Metadata-Version: 2.4
Name: sklearn-compat
Version: 0.1.5
Summary: Ease support for compatible scikit-learn estimators across versions
Project-URL: Homepage, https://sklearn-compat.readthedocs.io/en/
Project-URL: Source, https://github.com/sklearn-compat/sklearn-compat
Project-URL: Issues, https://github.com/sklearn-compat/sklearn-compat/issues
Author-email: Guillaume Lemaitre <guillaume@probabl.ai>, Adrin Jalali <adrin.jalali@gmail.com>
License-File: LICENSE
Classifier: Development Status :: 4 - Beta
Classifier: License :: OSI Approved :: BSD License
Classifier: Programming Language :: Python :: 3 :: Only
Classifier: Programming Language :: Python :: 3.8
Classifier: Programming Language :: Python :: 3.9
Classifier: Programming Language :: Python :: 3.10
Classifier: Programming Language :: Python :: 3.11
Classifier: Programming Language :: Python :: 3.12
Classifier: Programming Language :: Python :: 3.13
Classifier: Programming Language :: Python :: 3.14
Classifier: Topic :: Scientific/Engineering :: Physics
Requires-Python: >=3.8
Requires-Dist: scikit-learn<1.9,>=1.2
Provides-Extra: dev
Requires-Dist: ipython; extra == 'dev'
Provides-Extra: docs
Requires-Dist: mkdocs; extra == 'docs'
Requires-Dist: mkdocs-material; extra == 'docs'
Provides-Extra: lint
Requires-Dist: pre-commit; extra == 'lint'
Provides-Extra: tests
Requires-Dist: pandas; extra == 'tests'
Requires-Dist: polars; extra == 'tests'
Requires-Dist: pyarrow; extra == 'tests'
Requires-Dist: pytest; extra == 'tests'
Requires-Dist: pytest-cov; extra == 'tests'
Requires-Dist: pytest-xdist; extra == 'tests'
Requires-Dist: pytz; extra == 'tests'
Description-Content-Type: text/markdown

# Ease multi-version support for scikit-learn compatible library

[![SPEC 0 — Minimum Supported Dependencies](https://img.shields.io/badge/SPEC-0-green?labelColor=%23004811&color=%235CA038)](https://scientific-python.org/specs/spec-0000/)
![GitHub Actions CI](https://github.com/sklearn-compat/sklearn-compat/actions/workflows/testing.yml/badge.svg)
[![codecov](https://codecov.io/gh/sklearn-compat/sklearn-compat/graph/badge.svg?token=cndAFPqxhF)](https://codecov.io/gh/sklearn-compat/sklearn-compat)
[![Python Version](https://img.shields.io/pypi/pyversions/sklearn-compat.svg)](https://img.shields.io/pypi/pyversions/sklearn-compat.svg)
[![PyPI](https://badge.fury.io/py/sklearn-compat.svg)](https://badge.fury.io/py/sklearn-compat.svg)

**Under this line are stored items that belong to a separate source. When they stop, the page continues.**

//! Day-of-month usage statistics
//!
//! Keeps one [`DayRecord`] per day-of-month slot on the medium. Only the
//! current day's record lives in RAM; counter setters just mark it dirty
//! and the next [`update`](DailyStatsStore::update) writes it out. A slot is
//! overwritten in place when its day comes round again the next month.

use core::fmt::Write;

use heapless::String;
use log::{debug, info, warn};

use super::codec::{Record, read_record, write_record};
use super::records::DayRecord;
use super::{
    ByteStore, STATS_SIGNATURE, STATS_SLOT_COUNT, StoreError, has_signature, write_signature,
};
use crate::time::DateTime;

/// Capacity of a rendered history line
pub const HISTORY_TEXT_LEN: usize = 32;

pub struct DailyStatsStore<S> {
    store: S,
    offset: usize,
    record: DayRecord,
    dirty: bool,
}

impl<S: ByteStore> DailyStatsStore<S> {
    /// `offset` is where the signature byte lives; slots follow it.
    pub fn new(store: S, offset: usize) -> Self {
        Self {
            store,
            offset,
            record: DayRecord::default(),
            dirty: false,
        }
    }

    /// Load today's slot, or seed every slot on a blank medium.
    ///
    /// Returns true when the store was already initialised. A slot left
    /// over from an earlier month is reseeded for today and written on the
    /// next [`update`](Self::update).
    pub fn begin(&mut self, now: &DateTime) -> Result<bool, StoreError<S::Error>> {
        self.dirty = false;

        if has_signature(&mut self.store, self.offset, STATS_SIGNATURE)? {
            self.record = match self.read_slot(now.day)? {
                Some(record) if record.month == now.month => record,
                Some(record) => {
                    warn!(
                        "Day {} slot holds month {}, reseeding for month {}",
                        now.day, record.month, now.month
                    );
                    self.dirty = true;
                    DayRecord::new(now.day, now.month)
                }
                None => DayRecord::new(now.day, now.month),
            };
            info!("Daily stats resumed: {}", self.record);
            return Ok(true);
        }

        for day in 0..STATS_SLOT_COUNT as u8 {
            self.write_slot(&DayRecord::new(day, now.month))?;
        }
        self.record = DayRecord::new(now.day, now.month);
        write_signature(&mut self.store, self.offset, STATS_SIGNATURE)?;
        info!(
            "Daily stats initialised: {} slots for month {}",
            STATS_SLOT_COUNT, now.month
        );
        Ok(false)
    }

    /// Flush on day change or pending counter changes.
    ///
    /// A new day first writes out the previous day's record, then starts a
    /// zeroed record for the new day and writes that too. Returns true when
    /// anything was written.
    pub fn update(&mut self, now: &DateTime) -> Result<bool, StoreError<S::Error>> {
        let mut wrote = false;

        if !self.record.is_for(now) {
            let closing = self.record;
            info!("Day rollover: closing {}", closing);
            wrote |= self.write_slot(&closing)?;
            self.record = DayRecord::new(now.day, now.month);
            self.dirty = true;
        }

        if self.dirty {
            let current = self.record;
            wrote |= self.write_slot(&current)?;
            self.dirty = false;
        }

        Ok(wrote)
    }

    pub fn set_counter_a(&mut self, value: u16) {
        self.record.count_a = value;
        self.dirty = true;
    }

    pub fn set_counter_b(&mut self, value: u16) {
        self.record.count_b = value;
        self.dirty = true;
    }

    pub fn set_counter_lid(&mut self, value: u16) {
        self.record.count_lid = value;
        self.dirty = true;
    }

    /// Today's in-memory record
    pub fn record(&self) -> &DayRecord {
        &self.record
    }

    /// True when counters changed since the last flush
    pub fn is_dirty(&self) -> bool {
        self.dirty
    }

    /// Read a slot straight from the medium, bypassing today's record.
    ///
    /// `None` for days outside the slot window.
    pub fn history(&mut self, day: u8) -> Result<Option<DayRecord>, StoreError<S::Error>> {
        self.read_slot(day)
    }

    /// Render a slot as `DD/MM: A B LID`.
    pub fn print_history(
        &mut self,
        day: u8,
    ) -> Result<Option<String<HISTORY_TEXT_LEN>>, StoreError<S::Error>> {
        Ok(self.read_slot(day)?.map(|record| {
            let mut text = String::new();
            // The widest line is 25 chars
            let written = write!(text, "{}", record);
            debug_assert!(written.is_ok());
            text
        }))
    }

    /// Hand back the underlying store.
    pub fn into_inner(self) -> S {
        self.store
    }

    fn slot_offset(&self, day: u8) -> Option<usize> {
        let index = day as usize;
        (index < STATS_SLOT_COUNT).then(|| self.offset + 1 + index * DayRecord::SIZE)
    }

    fn read_slot(&mut self, day: u8) -> Result<Option<DayRecord>, StoreError<S::Error>> {
        let Some(position) = self.slot_offset(day) else {
            warn!("Ignoring read of day {}: no such slot", day);
            return Ok(None);
        };

        let mut record: DayRecord = read_record(&mut self.store, position)?;
        record.day = day;
        Ok(Some(record))
    }

    fn write_slot(&mut self, record: &DayRecord) -> Result<bool, StoreError<S::Error>> {
        let Some(position) = self.slot_offset(record.day) else {
            warn!("Ignoring write of day {}: no such slot", record.day);
            return Ok(false);
        };

        write_record(&mut self.store, position, record)?;
        debug!("Wrote {} at offset {}", record, position);
        Ok(true)
    }
}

`sklearn-compat` is a small Python package that help developer writing scikit-learn
compatible estimators to support multiple scikit-learn versions. Note that we provide
a vendorable version of this package in the `src/sklearn_compat/_sklearn_compat.py`
file if you do not want to depend on `sklearn-compat` as a package. The package is
available on [PyPI](https://pypi.org/project/sklearn-compat/) and on
[conda-forge](https://anaconda.org/conda-forge/sklearn-compat).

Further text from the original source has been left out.